Marilyn Mora -- Head of Investor Relations

Thanks, Tal. Next question?

Operator

Thank you. Tejas Venkatesh from UBS, you may go ahead, sir.

Tejas Venkatesh -- UBS -- Analyst

Thank you. I'm on for John. You talked about double-digit growth in Campus. Are the new Catalyst 9000 products that you introduced about a quarter ago starting to contribute to revenue? I'm really just trying to get at how much more there is to go in Campus and whether it's unreasonable to think Campus could be up double-digits for the full year as the newer Cat 9000 products start to layer on.

Chuck Robbins -- Chairman and Chief Executive Officer

Well, I think when you just look at the raw 9000 sales versus the install base of the products that the 9000 replaces, we are very early in that cycle. And we just launched a 9200. When did that start?

Kelly Kramer -- Chief Financial Officer

A quarter ago. Just started shipping this quarter.

Chuck Robbins -- Chairman and Chief Executive Officer

A quarter ago. Just started shipping this quarter. So, the products that we announced in the middle of 2017 clearly are flowing through revenue. The 9200 just started contributing to that. But again, if you look at where we are versus the install base that these products replace, it's very early.

Tejas Venkatesh -- UBS -- Analyst

And then a quick follow-up on M&A. I wonder if you could comment on capital allocation. Now that the core business is growing very healthy, is it time for accelerated M&A perhaps?

Chuck Robbins -- Chairman and Chief Executive Officer

Well, I'll make a comment, and Kelly can add on to it. I don't think that the growth of the core fundamentally changes our overarching acquisition strategy. I think that we've had an acquisition strategy that's continued to add to our portfolio and expanding our portfolio. What I alluded to early on is that our strategy of not only creating adjacent expansions to our portfolio but really driving innovation back into our core so that we can get growth from both, given the size of our core markets, that's working. So, I don't think that our overall M&A strategy changes because of the success of the core. But Kelly, you may want to --

Kelly Kramer -- Chief Financial Officer

Yeah. No. It never has changed. I think our strategy has always been clear. We're gonna invest in the business first. And we're always looking for M&A, no matter what the environment is. And we're gonna do smart M&A. And then we're committed to our dividend growth like we have been. And then, of course, the share buyback. And again, I think you saw the latter two there. We just announced, again, another increase to the dividend, just showing the commitment we have and the faith we have in the cash flows of the business as well as just another increase of the share buyback authorization. So, I'd say it's independent to how the core business is doing. It's just a critical part of our overall strategy.
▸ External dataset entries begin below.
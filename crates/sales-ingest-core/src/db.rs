use std::time::Duration;

use sqlx::{postgres::PgPoolOptions, Pool, Postgres};
use tracing::info;

use crate::config::Connection;
use crate::error::{IngestError, Result};

pub type DbPool = Pool<Postgres>;

/// Opens a small pool for one run. The job is sequential, but the advisory lock holds a
/// connection of its own for the whole run.
pub async fn connect(connection: &Connection) -> Result<DbPool> {
    let pool = PgPoolOptions::new()
        .max_connections(2)
        .acquire_timeout(Duration::from_secs(10))
        .connect(&connection.url)
        .await
        .map_err(|source| IngestError::Connect { source })?;

    info!(connection = %connection.id, "Database connection pool established");
    Ok(pool)
}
Tejas Venkatesh -- UBS -- Analyst

Thanks very much.

Marilyn Mora -- Head of Investor Relations

Thank you. Next question?

Operator

Pierre Ferragu from New Street Research, you may go ahead.

Pierre Ferragu -- New Street Research -- Analyst

Hey. Thank you for taking my question. I'd like to come back to the comments you've made, Chuck, on emerging market, on China. So, what I heard is clearly that you're very happy with your performance there relative. And now it's true that having flat sales in China you believe is great, and overall, your emerging market is holding well, especially when you take into account currencies. But really, the question I would like to ask you is about how conversations with clients are going there. What's your outlook? You guys at Cisco used to be a bellwether. You have very, very good insight into how enterprises are feeling about macro developments. So, from all the conversations you've had with clients in the last three minutes, what's your take? What's your 2019 macro perspective?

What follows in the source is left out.